Why Roundcube webmail identities are disabled?


The Identities feature in Roundcube webmail allows to create multiple sender profiles within a single email account. Each identity can have its own display name, email address (even email addresses other than your domain name), and signature, making it useful for people who manage multiple roles or email aliases. However, due to the high potential for misuse, we have disabled the Identities feature to enhance security for our customers.

How Identities can be misused?
Hackers often exploit the Identities feature to create fake sender profiles within compromised accounts. This allows them to send emails that appear to come from trusted sources, deceiving recipients into sharing sensitive information or diverting payments to unauthorized bank accounts. In some cases, hackers modify the “Reply-To” address, so when the recipient replies, their response is redirected to the hacker instead of the legitimate sender. This tactic can lead to a direct line of communication between the hacker and the recipient, who may believe they are corresponding with a trusted contact.

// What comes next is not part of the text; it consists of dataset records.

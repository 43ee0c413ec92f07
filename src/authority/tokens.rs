//! Auth token validation.

use crate::config::TokenConfig;
use crate::error::ErrorCode;
use std::collections::HashMap;
use std::sync::RwLock;
use uuid::Uuid;

/// Validates the opaque token attached to every render batch.
pub trait TokenValidator: Send + Sync {
    /// `Ok` when the holder may render previews, otherwise the batch-level
    /// error code to answer with.
    fn validate(&self, token: &str) -> Result<(), ErrorCode>;
}

/// In-memory token table.
#[derive(Default)]
pub struct TokenRegistry {
    tokens: RwLock<HashMap<String, bool>>,
}

impl TokenRegistry {
    #[must_use]
    pub fn new() -> Self {
        Self::default()
    }

    /// Build from configured tokens.
    #[must_use]
    pub fn from_config(tokens: &[TokenConfig]) -> Self {
        let registry = Self::new();
        for t in tokens {
            registry.insert(&t.token, t.can_customize);
        }
        registry
    }

    /// Issue a fresh random token.
    pub fn issue(&self, can_customize: bool) -> String {
        let token = Uuid::new_v4().to_string();
        self.insert(&token, can_customize);
        token
    }

    pub fn insert(&self, token: &str, can_customize: bool) {
        self.tokens
            .write()
            .unwrap_or_else(|e| e.into_inner())
            .insert(token.to_owned(), can_customize);
    }

    pub fn revoke(&self, token: &str) -> bool {
        self.tokens
            .write()
            .unwrap_or_else(|e| e.into_inner())
            .remove(token)
            .is_some()
    }
}

impl TokenValidator for TokenRegistry {
    fn validate(&self, token: &str) -> Result<(), ErrorCode> {
        if token.is_empty() {
            return Err(ErrorCode::BadNonce);
        }
        match self
            .tokens
            .read()
            .unwrap_or_else(|e| e.into_inner())
            .get(token)
        {
            None => Err(ErrorCode::BadNonce),
            Some(false) => Err(ErrorCode::CustomizeNotAllowed),
            Some(true) => Ok(()),
        }
    }
}
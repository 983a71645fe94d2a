// This file is part of bounded-stack-vec.
// SPDX-License-Identifier: MIT OR Apache-2.0

//! Fatal violation reporting.
//!
//! Precondition breaches on element access (`at`, `[]`, `front`, `back`) are
//! programmer errors, not capacity conditions. They are reported here as an
//! *enforce violation* and never return. With the `log` feature the violation
//! is also emitted through `log::error!` before the panic unwinds or aborts.

/// Emits a `log::trace!` record when the `log` feature is enabled.
macro_rules! trace {
    ($($arg:tt)*) => {{
        #[cfg(feature = "log")]
        {
            log::trace!($($arg)*);
        }
        #[cfg(not(feature = "log"))]
        {
            let _ = format_args!($($arg)*);
        }
    }};
}

/// Message prefix shared by every fatal violation.
pub(crate) const ENFORCE_VIOLATION: &str = "enforce violation";

/// Reports an out-of-range access of `index` into a live range of `len`.
#[cold]
#[inline(never)]
#[track_caller]
pub(crate) fn out_of_bounds(index: usize, len: usize) -> ! {
    #[cfg(feature = "log")]
    log::error!("{ENFORCE_VIOLATION}: index {index} out of bounds (len {len})");
    panic!("{ENFORCE_VIOLATION}: index {index} out of bounds (len {len})")
}

/// Reports `op` being called on an empty vector.
#[cold]
#[inline(never)]
#[track_caller]
pub(crate) fn empty_access(op: &str) -> ! {
    #[cfg(feature = "log")]
    log::error!("{ENFORCE_VIOLATION}: {op}() on empty vector");
    panic!("{ENFORCE_VIOLATION}: {op}() on empty vector")
}

/// Checks `index < len`, reporting a fatal violation otherwise.
#[inline]
#[track_caller]
pub(crate) fn enforce_in_bounds(index: usize, len: usize) {
    if index >= len {
        out_of_bounds(index, len);
    }
}

/// Checks `len > 0`, reporting a fatal violation for `op` otherwise.
#[inline]
#[track_caller]
pub(crate) fn enforce_non_empty(len: usize, op: &str) {
    if len == 0 {
        empty_access(op);
    }
}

Here is a screenshot of a suspicious identity created by a hacker by altering the “Reply-To” address.

Our Security Approach!
To protect our clients from these risks, we have disabled the Identities feature by default. This prevents unauthorized profiles from being created within your account, reducing the risk of phishing attacks that rely on impersonation.

Do you still need Roundcube Identities?
If you have a legitimate reason to use multiple email identities, please reach out to our support team. We may request the datacenter to enable the feature temporarily and guide you on secure usage practices. Once you have created the necessary identities, we will arrange to disable the feature again to prevent the creation of any further identities.

NOTE:
The ability to disable the Identities feature is limited to corporate server environments. Unfortunately, this configuration option is not supported on basic servers, as they lack the necessary customization capabilities required to implement this restriction. If you require enhanced security controls, such as disabling Identities, we recommend considering an upgrade to a corporate server plan, where this and other advanced security features can be accommodated.